Ribeiro recorda que, no decorrer dos anúncios desse grande pacote fiscal, muitos analistas se limitaram a interpretar essa diretriz expansiva como indicador do reconhecimento, pelo governo, “da gravidade da crise de confiança que assola a economia chinesa”.  O fato, entretanto, é que o governo tem arsenal suficiente para enfrentar qualquer contingência que demande uma operação de resgate da economia. “Entendemos que as políticas serão calibradas conforme a necessidade, em função das questões enfrentadas no decorrer do ano”, diz, reconhecendo que os desafios internos e externos são relevantes, “e que certas iniciativas centrais à estabilização da economia chinesa, principalmente no que se refere à absorção doméstica (privada), seguem mal calibradas e pouco transparentes”.

Em entrevista ao Infomoney, Ribeiro avaliou que os movimentos dos mercados financeiros, apesar de fortes, não são bons predecessores da tendência de médio e longo prazo. No programa Conexão Globonews, o pesquisador afirmou que ainda é complexo avaliar se a guerra tarifária levará a uma recessão mundial este ano. “O que temos é um ambiente onde a capacidade que temos de projetar futuro é pequena. Isso vai jogar a economia global em recessão? Difícil dizer”, afirmou, lembrando que as características da atual política tarifária diferem das operadas no primeiro mandato de Trump. Além de iniciar o mandato usando tarifas com objetivos migratórios, Ribeiro também destaca a ainda não compreendida racionalidade econômica das alíquotas do anúncio das tarifas “recíprocas” a 180 países, realizado na semana passada.  “Além do onshoring – ou seja, uso das tarifas para atrair a produção industrial para os EUA –, a política de Trump passa pela visão de que déficit comercial americano é resultado de dólar excessivamente forte contra outras moedas do mundo, porque é grande ativo livre de risco. Mudar essa posição partindo do suposto que os EUA precisam de dólar fraco para que o déficit seja menor também e uma premissa contestável”, afirmou.
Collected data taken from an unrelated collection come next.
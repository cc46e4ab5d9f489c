use sdgscan_core::ClassificationScores;
use serde::Deserialize;

use crate::upload::{FALLBACK_FILENAME, secure_filename};

/// Body of `POST /report`.
#[derive(Debug, Deserialize)]
pub struct ReportRequest {
    #[serde(default)]
    pub filename: Option<String>,
    #[serde(default, rename = "abstract")]
    pub abstract_text: Option<String>,
    #[serde(default)]
    pub sdg: ClassificationScores,
}

/// Query string of `POST /report`.
#[derive(Debug, Default, Deserialize)]
pub struct ReportQuery {
    pub format: Option<String>,
}

/// Pull the file URL out of a form-builder webhook payload.
///
/// `upload_1` is either the URL itself or an object carrying `file_url`.
pub fn file_url_from_payload(payload: &serde_json::Value) -> Option<String> {
    let upload = &payload["upload_1"];
    let url = match upload {
        serde_json::Value::String(s) => s.as_str(),
        serde_json::Value::Object(map) => map.get("file_url")?.as_str()?,
        _ => return None,
    };
    let url = url.trim();
    (!url.is_empty()).then(|| url.to_string())
}

/// Rewrite a plain `http://` URL to `https://`.
pub fn upgrade_to_https(url: &str) -> String {
    match url.strip_prefix("http://") {
        Some(rest) => format!("https://{rest}"),
        None => url.to_string(),
    }
}

/// Local name for a downloaded file: the last URL path segment, sanitized.
pub fn filename_from_url(url: &str) -> String {
    reqwest::Url::parse(url)
        .ok()
        .and_then(|u| {
            u.path_segments()
                .and_then(|mut segments| segments.next_back().map(str::to_string))
        })
        .and_then(|segment| secure_filename(&segment))
        .unwrap_or_else(|| FALLBACK_FILENAME.to_string())
}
Ao Jornal da CBN Ribeiro destacou que déficits comerciais também significam “um aumento de possibilidades de consumo frente á capacidade de produção doméstica”, o que tende a gerar preços mais baixos e bem-estar aos consumidores. “Se você perde emprego de um lado, ganha preços mais baixos de outro.” A questão, afirmou, é encontrar um equilíbrio entre ambos.